◆ Your goal:
Where does the string "Returns" appear in the listing below? Copy every line where it does.

★ ★ ★

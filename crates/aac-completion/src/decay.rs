//! Recency-aware ranking through exponential time decay

use crate::clock::Clock;
use crate::error::{ensure_non_negative, CompletionError, CompletionResult};
use crate::explanation::RankingExplanation;
use crate::history::History;
use crate::ranker::{apply_boosts, boosted_explanations, Boosted, Ranker};
use crate::types::ScoredSuggestion;
use chrono::{DateTime, Utc};
use std::collections::HashMap;
use std::fmt;
use std::sync::Arc;

/// Exponential half-life decay
///
/// An event `half_life_seconds` old weighs 0.5, twice that 0.25, and so on.
/// Events at or after `now` weigh 1.0. Weights stay in `(0, 1]`.
#[derive(Debug, Clone, Copy, PartialEq)]
pub struct DecayFunction {
    half_life_seconds: f64,
}

impl DecayFunction {
    /// # Errors
    ///
    /// Returns [`CompletionError::Configuration`] unless the half-life is finite and positive.
    pub fn new(half_life_seconds: f64) -> CompletionResult<Self> {
        if !half_life_seconds.is_finite() || half_life_seconds <= 0.0 {
            return Err(CompletionError::Configuration(format!(
                "decay half_life_seconds must be positive (got {})",
                half_life_seconds
            )));
        }
        Ok(Self { half_life_seconds })
    }

    pub fn half_life_seconds(&self) -> f64 {
        self.half_life_seconds
    }

    /// Weight of an event `elapsed_seconds` old
    pub fn weight_for_elapsed(&self, elapsed_seconds: f64) -> f64 {
        if elapsed_seconds.is_nan() || elapsed_seconds <= 0.0 {
            return 1.0;
        }
        0.5f64
            .powf(elapsed_seconds / self.half_life_seconds)
            .max(f64::MIN_POSITIVE)
    }

    /// Weight at `now` of an event that happened at `event_time`
    pub fn weight(&self, now: DateTime<Utc>, event_time: DateTime<Utc>) -> f64 {
        if event_time >= now {
            return 1.0;
        }
        let elapsed = now.signed_duration_since(event_time);
        let elapsed_seconds = match elapsed.num_microseconds() {
            Some(micros) => micros as f64 / 1e6,
            // microseconds overflow beyond ~292k years
            None => elapsed.num_milliseconds() as f64 / 1e3,
        };
        self.weight_for_elapsed(elapsed_seconds)
    }
}

/// Boosts suggestions by how recently they were selected for the prefix
///
/// Each matching history entry contributes its decay weight; the per-value
/// sum times `weight` is added to the base score. Time comes from the
/// injected [`Clock`]. Without matching history the ranker is the identity.
pub struct DecayRanker {
    history: History,
    decay: DecayFunction,
    weight: f64,
    clock: Arc<dyn Clock>,
}

impl DecayRanker {
    pub const NAME: &'static str = "decay";

    /// # Errors
    ///
    /// Returns [`CompletionError::Configuration`] for a negative or non-finite weight.
    pub fn new(
        history: History,
        decay: DecayFunction,
        weight: f64,
        clock: Arc<dyn Clock>,
    ) -> CompletionResult<Self> {
        ensure_non_negative("decay weight", weight)?;
        Ok(Self {
            history,
            decay,
            weight,
            clock,
        })
    }

    pub fn decay(&self) -> DecayFunction {
        self.decay
    }

    /// Decayed selection weight per value for `prefix`, as of the clock's now
    pub fn recency_weights(&self, prefix: &str) -> HashMap<String, f64> {
        let now = self.clock.now();
        let mut weights: HashMap<String, f64> = HashMap::new();
        for entry in self.history.entries_for_prefix(prefix) {
            *weights.entry(entry.value).or_insert(0.0) += self.decay.weight(now, entry.timestamp);
        }
        weights
    }

    /// `None` when no suggestion has a matching history entry
    fn boosted(&self, prefix: &str, suggestions: &[ScoredSuggestion]) -> Option<Vec<Boosted>> {
        let weights = self.recency_weights(prefix);
        if !suggestions.iter().any(|s| weights.contains_key(s.value())) {
            return None;
        }

        let boosts: Vec<f64> = suggestions
            .iter()
            .map(|s| weights.get(s.value()).copied().unwrap_or(0.0) * self.weight)
            .collect();
        Some(apply_boosts(suggestions, &boosts, |boost| {
            format!("decay boost={:.3}", boost)
        }))
    }
}

impl fmt::Debug for DecayRanker {
    fn fmt(&self, f: &mut fmt::Formatter<'_>) -> fmt::Result {
        f.debug_struct("DecayRanker")
            .field("decay", &self.decay)
            .field("weight", &self.weight)
            .field("history_len", &self.history.len())
            .finish()
    }
}

impl Ranker for DecayRanker {
    fn name(&self) -> &str {
        Self::NAME
    }

    fn rank(&self, prefix: &str, suggestions: &[ScoredSuggestion]) -> Vec<ScoredSuggestion> {
        match self.boosted(prefix, suggestions) {
            Some(boosted) => boosted.into_iter().map(|b| b.suggestion).collect(),
            None => suggestions.to_vec(),
        }
    }

    fn explain(&self, prefix: &str, suggestions: &[ScoredSuggestion]) -> Vec<RankingExplanation> {
        match self.boosted(prefix, suggestions) {
            Some(boosted) => boosted_explanations(boosted, Self::NAME),
            None => suggestions
                .iter()
                .map(|s| RankingExplanation::from_scores(s.value(), s.score, 0.0, Self::NAME))
                .collect(),
        }
    }

    fn history(&self) -> Option<&History> {
        Some(&self.history)
    }
}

★ ★ ★

◆ Output for this task:
    /// Returns [`CompletionError::Configuration`] unless the half-life is finite and positive.
    /// Returns [`CompletionError::Configuration`] for a negative or non-finite weight.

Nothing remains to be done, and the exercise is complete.